“Dormir bien es un sueño alcanzable”

“Dormir bien es un sueño alcanzable”

Este fin de semana se celebra el Día Mundial del Sueño con varias cosas todavía por hacer. Los especialistas en la materia insisten en la importancia de dormir bien para llevar una vida sana y recuerdan que, en el caso de no poder, puede tratarse de un trastorno que se puede tratar. En estos dos objetivos se mueve este año el lema del día, “dormir bien es un sueño alcanzable”.

De hecho, como en todas las enfermedades y problemas, la prevención vuelve a ser el principal tratamiento. Lo que los doctores llaman higiene del sueño es lo que se quiere instaurar en la sociedad y esta prevención pasa, una vez más, por una buena alimentación y la realización de deporte, entre otras cosas.

Así, Eduardo González Zorzano, experto en la materia, establece un decálogo de medidas necesarias para una mejor conciliación del sueño. En primer lugar, se debe establecer un horario de sueño regular y no quedarse en la cama más tiempo del necesario para dormir. Es importante también mantener el dormitorio oscuro, ventilado y con una temperatura ambiental confortable a lo largo de la noche. Por otro lado, el colchón es esencial para conseguir un buen descanso por lo que es importante que no sea ni demasiado duro ni demasiado blando.

Una de las principales acciones que realiza la sociedad en la cama y que están mal hechas es ver la televisión, trabajar, leer o utilizar la cama para otra cosa que no sea dormir. Además, González Zorzano recuerda que no es bueno dormir siestas largas durante el día a pesar de que poseen beneficios cardiovasculares y mentales demostrados. Lo más recomendable, dice, es que duren entre quince y treinta minutos y que el intervalo desde la finalización de la siesta hasta el momento de irte a dormir por la noche sea al menos de siete horas. También es importante que, cuando se tenga sueño, se debe ir a la cama, ya que no es bueno quedarse dormido viendo la tele en el salón.

En el caso de que existan problemas para conciliar el sueño, es bueno establecer un ritual relajante antes de ir a dormir, y en caso de que ni así se consiga, se puede consultar con el médico de cabecera o farmacéutico la posibilidad de utilizar soluciones nutricionales. El empleo de complementos alimenticios que contengan melatonina puede ser un recurso adecuado, ya que se ha demostrado que un aporte externo de esta sustancia natural ayuda a disminuir el tiempo necesario para conciliar el sueño.

Trastornos del sueño

El principal problema en el sueño es la apnea, que afecta a una parte de la población muy amplia, aunque no es, ni mucho menos, la única. Están contabilizados más de cien trastornos del sueño que afectan a una parte importante de la población. De hecho, la propia apnea afecta a cerca de una persona de cada diez, algo que, sin embargo, es tratable, al igual que otros trastornos.

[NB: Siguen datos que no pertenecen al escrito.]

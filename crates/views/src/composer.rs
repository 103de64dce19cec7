//! Order view composition over the order repository.

use common::{OrderId, UserId};
use order_store::{OrderQuery, OrderRepository};

use crate::model::{OrderView, Page};
use crate::{Result, ViewError};

/// Builds buyer and seller order views.
///
/// Lists are ordered newest first, ties broken by order id. Item lines keep
/// the order of the cart they came from.
#[derive(Clone)]
pub struct OrderViewComposer<S> {
    store: S,
}

impl<S: OrderRepository> OrderViewComposer<S> {
    /// Creates a new composer reading from `store`.
    pub fn new(store: S) -> Self {
        Self { store }
    }

    /// Returns the buyer's orders with every item.
    #[tracing::instrument(skip(self))]
    pub async fn orders_for_buyer(&self, buyer_id: UserId, page: Page) -> Result<Vec<OrderView>> {
        let query = OrderQuery::for_buyer(buyer_id)
            .limit(page.limit)
            .offset(page.offset);
        self.compose(query).await
    }

    /// Returns the orders holding at least one of the seller's items, each
    /// restricted to that seller's items.
    #[tracing::instrument(skip(self))]
    pub async fn orders_for_seller(
        &self,
        seller_id: UserId,
        page: Page,
    ) -> Result<Vec<OrderView>> {
        let query = OrderQuery::for_seller(seller_id)
            .limit(page.limit)
            .offset(page.offset);
        self.compose(query).await
    }

    /// Returns one order if it belongs to `buyer_id`.
    ///
    /// A missing order and someone else's order both yield `NotFound`.
    #[tracing::instrument(skip(self))]
    pub async fn order_for_buyer(&self, order_id: OrderId, buyer_id: UserId) -> Result<OrderView> {
        let query = OrderQuery::for_buyer(buyer_id).order_id(order_id).limit(1);
        self.compose(query)
            .await?
            .into_iter()
            .next()
            .ok_or(ViewError::NotFound(order_id))
    }

    async fn compose(&self, query: OrderQuery) -> Result<Vec<OrderView>> {
        let orders = self.store.find_orders(query).await?;
        tracing::debug!(count = orders.len(), "composed order views");
        Ok(orders.into_iter().map(OrderView::from).collect())
    }
}

#[cfg(test)]
mod tests {
    use super::*;
    use chrono::{Duration, Utc};
    use common::{Money, ProductId};
    use order_store::{DeliveryDetails, InMemoryOrderStore, NewOrder, NewOrderItem};

    fn new_order(buyer_id: UserId, minutes: i64, items: &[(UserId, i64, u32)]) -> NewOrder {
        let created_at = Utc::now() + Duration::minutes(minutes);
        NewOrder {
            id: OrderId::new(),
            buyer_id,
            delivery: DeliveryDetails {
                address: "1 Market St".to_string(),
                phone: "555-0100".to_string(),
                first_name: "Ada".to_string(),
                last_name: "Lovelace".to_string(),
                city: "London".to_string(),
                region: "Greater London".to_string(),
            },
            estimated_delivery: created_at + Duration::days(5),
            created_at,
            items: items
                .iter()
                .map(|(seller_id, cents, quantity)| NewOrderItem {
                    product_id: ProductId::new(),
                    seller_id: *seller_id,
                    product_name: "Widget".to_string(),
                    image_urls: vec![],
                    variant: None,
                    quantity: *quantity,
                    unit_price: Money::from_cents(*cents),
                })
                .collect(),
            cart_lines: vec![],
        }
    }

    #[tokio::test]
    async fn buyer_sees_newest_first_with_all_items() {
        let store = InMemoryOrderStore::new();
        let composer = OrderViewComposer::new(store.clone());
        let buyer = UserId::new();

        let older = store
            .place_order(new_order(buyer, 0, &[(UserId::new(), 1000, 2)]))
            .await
            .unwrap();
        let newer = store
            .place_order(new_order(
                buyer,
                1,
                &[(UserId::new(), 1000, 2), (UserId::new(), 500, 1)],
            ))
            .await
            .unwrap();

        let views = composer
            .orders_for_buyer(buyer, Page::default())
            .await
            .unwrap();

        assert_eq!(views.len(), 2);
        assert_eq!(views[0].id, newer.order.id);
        assert_eq!(views[0].items.len(), 2);
        assert_eq!(views[0].total.cents(), 2500);
        assert_eq!(views[1].id, older.order.id);
    }

    #[tokio::test]
    async fn seller_total_covers_only_their_items() {
        let store = InMemoryOrderStore::new();
        let composer = OrderViewComposer::new(store.clone());
        let s1 = UserId::new();
        let s2 = UserId::new();

        store
            .place_order(new_order(UserId::new(), 0, &[(s1, 1000, 2), (s2, 500, 1)]))
            .await
            .unwrap();

        let views = composer.orders_for_seller(s2, Page::default()).await.unwrap();

        assert_eq!(views.len(), 1);
        assert_eq!(views[0].items.len(), 1);
        assert_eq!(views[0].items[0].seller_id, s2);
        assert_eq!(views[0].total.cents(), 500);
    }

    #[tokio::test]
    async fn detail_is_hidden_from_other_buyers() {
        let store = InMemoryOrderStore::new();
        let composer = OrderViewComposer::new(store.clone());
        let buyer = UserId::new();
        let placed = store
            .place_order(new_order(buyer, 0, &[(UserId::new(), 100, 1)]))
            .await
            .unwrap();

        let mine = composer.order_for_buyer(placed.order.id, buyer).await.unwrap();
        assert_eq!(mine.id, placed.order.id);

        let theirs = composer
            .order_for_buyer(placed.order.id, UserId::new())
            .await;
        assert!(matches!(theirs, Err(ViewError::NotFound(id)) if id == placed.order.id));

        let missing = composer.order_for_buyer(OrderId::new(), buyer).await;
        assert!(matches!(missing, Err(ViewError::NotFound(_))));
    }

    #[tokio::test]
    async fn paging_applies_after_sorting() {
        let store = InMemoryOrderStore::new();
        let composer = OrderViewComposer::new(store.clone());
        let buyer = UserId::new();
        let mut ids = Vec::new();
        for minutes in 0..3 {
            let placed = store
                .place_order(new_order(buyer, minutes, &[(UserId::new(), 100, 1)]))
                .await
                .unwrap();
            ids.push(placed.order.id);
        }

        let page = composer
            .orders_for_buyer(buyer, Page::new(2, 1))
            .await
            .unwrap();

        let got: Vec<OrderId> = page.iter().map(|v| v.id).collect();
        assert_eq!(got, vec![ids[1], ids[0]]);
    }
}
//! API error types with HTTP response mapping.

use axum::http::StatusCode;
use axum::response::{IntoResponse, Response};
use domain::OrderError;
use views::ViewError;

const INTERNAL_MESSAGE: &str = "internal server error";

/// API-level error type that maps to HTTP responses.
#[derive(Debug)]
pub enum ApiError {
    /// Caller identity missing or malformed.
    Unauthorized(String),
    /// Caller is authenticated but acting in the wrong role.
    Forbidden(String),
    /// Resource not found.
    NotFound(String),
    /// Bad request from the client.
    BadRequest(String),
    /// Order operation error.
    Order(OrderError),
    /// View composition error.
    View(ViewError),
    /// Internal server error. The message is logged, never returned.
    Internal(String),
}

impl IntoResponse for ApiError {
    fn into_response(self) -> Response {
        let (status, message) = match self {
            ApiError::Unauthorized(msg) => (StatusCode::UNAUTHORIZED, msg),
            ApiError::Forbidden(msg) => (StatusCode::FORBIDDEN, msg),
            ApiError::NotFound(msg) => (StatusCode::NOT_FOUND, msg),
            ApiError::BadRequest(msg) => (StatusCode::BAD_REQUEST, msg),
            ApiError::Order(err) => order_error_to_response(err),
            ApiError::View(err) => view_error_to_response(err),
            ApiError::Internal(msg) => {
                tracing::error!(error = %msg, "internal server error");
                (StatusCode::INTERNAL_SERVER_ERROR, INTERNAL_MESSAGE.to_string())
            }
        };

        let body = serde_json::json!({ "error": message });
        (status, axum::Json(body)).into_response()
    }
}

fn order_error_to_response(err: OrderError) -> (StatusCode, String) {
    if !err.is_client_error() {
        tracing::error!(error = %err, "order operation failed");
        return (
            StatusCode::INTERNAL_SERVER_ERROR,
            INTERNAL_MESSAGE.to_string(),
        );
    }

    let status = match &err {
        OrderError::ForbiddenTransition { .. } | OrderError::BuyerUnavailable => {
            StatusCode::FORBIDDEN
        }
        OrderError::NotFound(_) | OrderError::ItemNotFound { .. } => StatusCode::NOT_FOUND,
        OrderError::IllegalTransition { .. }
        | OrderError::TransitionRejected { .. }
        | OrderError::CartChanged => StatusCode::CONFLICT,
        _ => StatusCode::BAD_REQUEST,
    };
    (status, err.to_string())
}

fn view_error_to_response(err: ViewError) -> (StatusCode, String) {
    match &err {
        ViewError::NotFound(_) => (StatusCode::NOT_FOUND, err.to_string()),
        ViewError::Repository(_) => {
            tracing::error!(error = %err, "view query failed");
            (
                StatusCode::INTERNAL_SERVER_ERROR,
                INTERNAL_MESSAGE.to_string(),
            )
        }
    }
}

impl From<OrderError> for ApiError {
    fn from(err: OrderError) -> Self {
        ApiError::Order(err)
    }
}

impl From<ViewError> for ApiError {
    fn from(err: ViewError) -> Self {
        ApiError::View(err)
    }
}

El problema radica en el insomnio crónico, que afecta a entre el 10 y 15% de población, según datos de la Sociedad Española de Neurología, más de cuatro millones de españoles. “A medida que envejecemos, el sueño se hace más frágil y se interrumpe con mayor facilidad. En todo caso y a cualquier edad, tener un descanso nocturno  adecuado es básico para disfrutar de buena salud a todos los niveles”, recuerda González Zorzano.

Una de las causas más frecuentes para llegar a ello son las alteraciones emocionales acompañadas de sentimientos de angustia y preocupación, aunque también pueden darse causas médicas como trastornos físicos que produzcan dolor, picores o escozor, al igual que enfermedades psiquiátricas como la ansiedad o la depresión. “Entre los factores externos más habituales  se incluyen los malos hábitos de sueño, el abuso de medicamentos o de sustancias estimulantes como el café o el chocolate, el trabajo por turnos o los viajes frecuentes”.

El experto recuerda, además, que “la privación de sueño merma nuestro rendimiento laboral y provoca fallos de memoria y de razonamiento, irritabilidad, ansiedad e incluso aumenta el riesgo de accidentes. Es más, en los últimos años, se ha demostrado que dormir poco está relacionado directamente con el aumento de la grasa corporal, y por lo tanto, con la obesidad”, afirma Eduardo González Zorzano.